Heinz Graffunder, shortly before his death, discussing the state of the Palace of the Republic

Between 1972 and 1973 he was chief architect in the Institute for Residential and Social Development at the East German Building Academy. After that he headed up the project cooperative and was chief architect for the Palace of the Republic, built between 1973 and 1976 (and controversially demolished some 40 years later). This was almost certainly the most high-profile of his projects. The building accommodated the official legislature of the German Democratic Republic. After reunification the building was no longer needed for this purpose and refurbishment attempts were hampered by the discovery of large quantities of asbestos in its construction.

====Later career====
After completion of the "Palace" he went on to work, between 1976 and 1988, as Chief architect and director of large redevelopment projects in Berlin-Marzahn and Berlin-Hellersdorf. He also took a post, initially in 1984 as a guest lecturer and subsequently with a full-time professorship of Design Theory, at the Brandenburg University of Technology in Cottbus.

====After reunification====
As the German Democratic Republic moved into its final phase, in 1989 Graffunder retired on grounds of invalidity. Nevertheless, following reunification, between 1990 and his death in 1994 he operated his own Architecture Bureau in Berlin. Commissions included two garden centres, several hotel developments and urban development projects.

At this time he involved himself in plans for the preservation of the Palace of the Republic, now that its original purpose had been overtaken by political changes. He prepared several proposals for converting and extending the building which were presented to the public in an exhibition. His most ambitious proposal involved positioning a new four level block building in front of the Palace, copying the facade of the original and connecting the two with glass and steel walkways, creating a new unified structure. He was able to call in support from several politicians, but he was unable to stop the decision to tear the building down.

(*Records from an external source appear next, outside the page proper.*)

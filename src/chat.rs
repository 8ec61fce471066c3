use serde::{Deserialize, Serialize};
use std::fmt;

/// Persona and topical scope for the chat assistant.
pub const CHAT_SYSTEM_INSTRUCTION: &str = "You are a friendly and knowledgeable gardening \
assistant. Answer the user's questions about gardening, plants, and related topics.";

/// Author of a conversation turn.
#[derive(Debug, Clone, Copy, PartialEq, Eq, Serialize, Deserialize)]
#[serde(rename_all = "lowercase")]
pub enum Role {
    User,
    Model,
}

impl Role {
    /// Role name as the API expects it.
    #[must_use]
    pub const fn as_str(self) -> &'static str {
        match self {
            Role::User => "user",
            Role::Model => "model",
        }
    }
}

impl fmt::Display for Role {
    fn fmt(&self, f: &mut fmt::Formatter<'_>) -> fmt::Result {
        f.write_str(self.as_str())
    }
}

/// One turn in a conversation.
#[derive(Debug, Clone, PartialEq, Eq, Serialize, Deserialize)]
pub struct ChatMessage {
    pub role: Role,
    pub text: String,
}

impl ChatMessage {
    /// A turn written by the user.
    pub fn user(text: impl Into<String>) -> Self {
        Self {
            role: Role::User,
            text: text.into(),
        }
    }

    /// A turn written by the assistant.
    pub fn model(text: impl Into<String>) -> Self {
        Self {
            role: Role::Model,
            text: text.into(),
        }
    }
}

Nevertheless, at the time of his death early in December 1994 the demolition of the Palace of the Republic had not yet been carried out.

==Prizes and honours==
- 1969 National Prize of East Germany for Berlin zoo
- 1976 National Prize of East Germany for the Palace of the Republic

In 2004, to mark the tenth anniversary of his death, a small park was named after Heinz Graffunder, on the site of a former apartment block that he had designed. After reunification the tenants had moved out and the empty building had fallen into disrepair, which is why it had been demolished.